++++ Record excerpts ++++

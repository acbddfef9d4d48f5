/// Shared service state: histories, latest readings and the current decision
use log::info;
use serde::Serialize;
use std::sync::Arc;
use time::OffsetDateTime;
use tokio::sync::RwLock;

use crate::control::{decide, DecisionInputs};
use crate::models::{FanConfig, FanDecision, Override, Role, SensorReading};
use crate::store::{RollingSensorStore, SensorStores};
use crate::utils::{format_datetime, round_to, seconds_since};

pub type SharedState = Arc<RwLock<AppState>>;

#[derive(Debug)]
pub struct AppState {
    pub stores: SensorStores,
    pub decision: FanDecision,
    pub remote_override: Override,
}

/// Averages of one sensor as reported to status consumers
#[derive(Debug, Clone, Serialize, PartialEq)]
pub struct SensorSummary {
    pub name: &'static str,
    pub temperature: f64,
    pub humidity: f64,
    pub dew_point: f64,
    pub samples: usize,
    pub last_seen_secs: Option<u64>,
}

/// Point-in-time view of the service for status consumers
#[derive(Debug, Clone, Serialize, PartialEq)]
pub struct StatusSnapshot {
    pub update: String,
    pub sensors: Vec<SensorSummary>,
    pub reason: u8,
    pub reason_text: &'static str,
    pub venting: bool,
    #[serde(rename = "override")]
    pub overridden: bool,
    pub remote_override: i64,
    pub diff_min: f64,
    pub hysteresis: f64,
    pub dew_point_diff: f64,
}

impl StatusSnapshot {
    pub fn to_json(&self) -> Result<String, serde_json::Error> {
        serde_json::to_string_pretty(self)
    }
}

impl AppState {
    pub fn new(store_capacity: i32, remote_override: Override) -> Self {
        Self {
            stores: SensorStores::new(store_capacity),
            decision: FanDecision::default(),
            remote_override,
        }
    }

    pub fn shared(store_capacity: i32, remote_override: Override) -> SharedState {
        Arc::new(RwLock::new(Self::new(store_capacity, remote_override)))
    }

    /// Store a decoded reading under its role
    ///
    /// # Returns
    /// false if the reading has no role and was dropped
    pub fn record(&mut self, reading: SensorReading) -> bool {
        let Some(role) = reading.role else {
            return false;
        };
        self.stores.for_role_mut(role).append(reading);
        true
    }

    /// Run one decision over the latest readings and replace the stored result
    pub fn tick(&mut self, config: &FanConfig, now: OffsetDateTime) -> FanDecision {
        let inputs = DecisionInputs {
            inside: self.latest(Role::Inside),
            outside: self.latest(Role::Outside),
            remote_override: self.remote_override,
            now,
        };
        let next = decide(&inputs, config, &self.decision);

        if next.should_be_on != self.decision.should_be_on || next.reason != self.decision.reason {
            info!(
                "Fan decision: {} -> {} ({})",
                on_off(self.decision.should_be_on),
                on_off(next.should_be_on),
                next.reason
            );
        }

        self.decision = next;
        next
    }

    pub fn set_override(&mut self, remote_override: Override) {
        if remote_override != self.remote_override {
            info!(
                "Remote override changed: {:?} -> {:?}",
                self.remote_override, remote_override
            );
        }
        self.remote_override = remote_override;
    }

    pub fn set_fan_sensed(&mut self, is_on: bool) {
        self.decision.is_on = is_on;
    }

    /// Most recent reading of a sensor, None before the first one arrived
    pub fn latest(&self, role: Role) -> Option<&SensorReading> {
        self.stores.for_role(role).latest()
    }

    pub fn status(&self, config: &FanConfig, now: OffsetDateTime) -> StatusSnapshot {
        let summarize = |role: Role, store: &RollingSensorStore| SensorSummary {
            name: role.name(),
            temperature: round_to(store.average_temperature(), 1),
            humidity: round_to(store.average_humidity(), 1),
            dew_point: round_to(store.average_dew_point(), 1),
            samples: store.size(),
            last_seen_secs: self.latest(role).map(|r| seconds_since(&r.scanned, now)),
        };

        StatusSnapshot {
            update: format_datetime(&now),
            sensors: vec![
                summarize(Role::Inside, &self.stores.inside),
                summarize(Role::Outside, &self.stores.outside),
            ],
            reason: self.decision.reason.code(),
            reason_text: self.decision.reason.name(),
            venting: self.decision.should_be_on,
            overridden: self.decision.should_be_on != self.decision.is_on,
            remote_override: self.remote_override.code(),
            diff_min: config.min_diff,
            hysteresis: config.hysteresis,
            dew_point_diff: round_to(
                self.stores.inside.average_dew_point() - self.stores.outside.average_dew_point(),
                1,
            ),
        }
    }
}

pub fn on_off(state: bool) -> &'static str {
    if state {
        "ON"
    } else {
        "OFF"
    }
}

#[cfg(test)]
mod tests {
    use super::*;
    use crate::bluetooth::decoder::decode_thermobeacon;
    use crate::models::{Reason, SensorCalibration, SensorIdentities, SensorIdentity};
    use time::macros::datetime;
    use time::Duration;

    const NOW: OffsetDateTime = datetime!(2024-06-01 12:00:00 UTC);

    fn config() -> FanConfig {
        FanConfig {
            min_diff: 4.0,
            hysteresis: 1.0,
            min_humidity_inside: 40.0,
            min_temp_inside: 10.0,
            min_temp_outside: -10.0,
        }
    }

    fn reading(role: Option<Role>, temperature: f64, humidity: f64, dew_point: f64) -> SensorReading {
        SensorReading {
            mac_address: "AA:BB:CC:DD:EE:FF".to_string(),
            role,
            battery_level: 90,
            rssi: -70,
            uptime: 10,
            temperature,
            humidity,
            dew_point,
            scanned: NOW,
        }
    }

    #[test]
    fn readings_without_role_are_dropped() {
        let mut state = AppState::new(5, Override::None);
        assert!(!state.record(reading(None, 20.0, 50.0, 9.3)));
        assert_eq!(state.stores.inside.size(), 0);
        assert_eq!(state.stores.outside.size(), 0);
        assert!(state.latest(Role::Inside).is_none());
    }

    #[test]
    fn record_updates_store_and_latest() {
        let mut state = AppState::new(5, Override::None);
        assert!(state.record(reading(Some(Role::Outside), 4.0, 80.0, 0.9)));
        assert!(state.record(reading(Some(Role::Outside), 6.0, 80.0, 2.8)));
        assert_eq!(state.stores.outside.size(), 2);
        assert_eq!(state.latest(Role::Outside).map(|r| r.temperature), Some(6.0));
        assert!(state.latest(Role::Inside).is_none());
    }

    #[test]
    fn tick_uses_latest_readings_not_averages() {
        let mut state = AppState::new(5, Override::None);
        state.record(reading(Some(Role::Inside), 21.0, 55.0, 5.0));
        state.record(reading(Some(Role::Inside), 21.0, 55.0, 12.0));
        state.record(reading(Some(Role::Outside), 15.0, 70.0, 7.0));

        let decision = state.tick(&config(), NOW);
        assert!(decision.should_be_on);
        assert_eq!(decision.reason, Reason::DewPointOverHysteresis);
        assert_eq!(state.decision, decision);
    }

    #[test]
    fn tick_threads_previous_state_through_the_band() {
        let mut state = AppState::new(5, Override::None);
        state.record(reading(Some(Role::Inside), 21.0, 55.0, 12.0));
        state.record(reading(Some(Role::Outside), 15.0, 70.0, 7.0));
        assert!(state.tick(&config(), NOW).should_be_on);

        // difference drops to 4.5, inside the band, fan stays on
        state.record(reading(Some(Role::Inside), 21.0, 55.0, 11.5));
        let decision = state.tick(&config(), NOW);
        assert!(decision.should_be_on);
        assert_eq!(decision.reason, Reason::DewPointInBetween);

        // below the band it switches off and stays off back inside the band
        state.record(reading(Some(Role::Inside), 21.0, 55.0, 10.0));
        assert!(!state.tick(&config(), NOW).should_be_on);
        state.record(reading(Some(Role::Inside), 21.0, 55.0, 11.5));
        assert!(!state.tick(&config(), NOW).should_be_on);
    }

    #[test]
    fn override_and_sensed_state_show_up_in_status() {
        let mut state = AppState::new(5, Override::None);
        state.set_override(Override::On);
        state.tick(&config(), NOW);
        state.set_fan_sensed(false);

        let status = state.status(&config(), NOW);
        assert!(status.venting);
        assert!(status.overridden);
        assert_eq!(status.remote_override, 1);
        assert_eq!(status.reason, Reason::SoftOverrideOn.code());
        assert_eq!(status.reason_text, "soft override on");
    }

    #[test]
    fn status_reports_averages() {
        let mut state = AppState::new(5, Override::None);
        state.record(reading(Some(Role::Inside), 20.5, 50.0, 9.8));
        state.record(reading(Some(Role::Inside), 22.0, 52.0, 11.8));
        state.record(reading(Some(Role::Inside), 25.5, 54.0, 15.5));
        let mut old = reading(Some(Role::Outside), 5.0, 90.0, 3.5);
        old.scanned = NOW - Duration::seconds(42);
        state.record(old);

        let status = state.status(&config(), NOW);
        let inside = &status.sensors[0];
        assert_eq!(inside.name, "Inside");
        assert_eq!(inside.temperature, 22.7);
        assert_eq!(inside.humidity, 52.0);
        assert_eq!(inside.samples, 3);
        assert_eq!(inside.last_seen_secs, Some(0));
        let outside = &status.sensors[1];
        assert_eq!(outside.last_seen_secs, Some(42));
        assert_eq!(status.dew_point_diff, round_to(12.366_666_666_666_667 - 3.5, 1));
        assert_eq!(status.diff_min, 4.0);
        assert_eq!(status.update, "01.06.2024 - 12:00:00");
    }

    #[test]
    fn status_serializes_to_json() {
        let state = AppState::new(5, Override::None);
        let json = state.status(&config(), NOW).to_json().unwrap();
        let value: serde_json::Value = serde_json::from_str(&json).unwrap();
        assert_eq!(value["override"], serde_json::Value::Bool(false));
        assert_eq!(value["reason_text"], "none");
        assert_eq!(value["sensors"][1]["name"], "Outside");
        assert!(value["sensors"][0]["last_seen_secs"].is_null());
    }

    #[tokio::test]
    async fn decoded_beacons_drive_the_fan_decision() {
        let identities = SensorIdentities {
            inside: SensorIdentity {
                mac_address: "BC:9A:78:56:34:12".to_string(),
                calibration: SensorCalibration::default(),
            },
            outside: SensorIdentity {
                mac_address: "56:34:12:EF:CD:AB".to_string(),
                calibration: SensorCalibration::default(),
            },
        };
        let payload = |mac: [u8; 6], temp: f64, hum: f64| {
            let mut p = [0u8; 18];
            p[2..8].copy_from_slice(&mac);
            p[10..12].copy_from_slice(&((temp * 16.0) as u16).to_le_bytes());
            p[12..14].copy_from_slice(&((hum * 16.0) as u16).to_le_bytes());
            p
        };

        let shared = AppState::shared(20, Override::None);
        {
            let mut state = shared.write().await;
            // 21 °C / 70 % inside, 10 °C / 60 % outside
            let inside = decode_thermobeacon(
                &payload([0x12, 0x34, 0x56, 0x78, 0x9A, 0xBC], 21.0, 70.0),
                -55,
                &identities,
                NOW,
            );
            let outside = decode_thermobeacon(
                &payload([0xAB, 0xCD, 0xEF, 0x12, 0x34, 0x56], 10.0, 60.0),
                -80,
                &identities,
                NOW,
            );
            assert!(state.record(inside));
            assert!(state.record(outside));
            state.tick(&config(), NOW + Duration::seconds(5));
        }

        let state = shared.read().await;
        // dew points 15.3 and 2.6
        assert_eq!(state.decision.dew_point_diff.map(|d| round_to(d, 1)), Some(12.7));
        assert!(state.decision.should_be_on);
        assert_eq!(state.decision.reason, Reason::DewPointOverHysteresis);
    }
}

++++

§ Required work:
Check the lines above and copy each one that includes "FanConfig".

§ Output for this exercise:
use crate::models::{FanConfig, FanDecision, Override, Role, SensorReading};
    pub fn tick(&mut self, config: &FanConfig, now: OffsetDateTime) -> FanDecision {
    pub fn status(&self, config: &FanConfig, now: OffsetDateTime) -> StatusSnapshot {
    fn config() -> FanConfig {
        FanConfig {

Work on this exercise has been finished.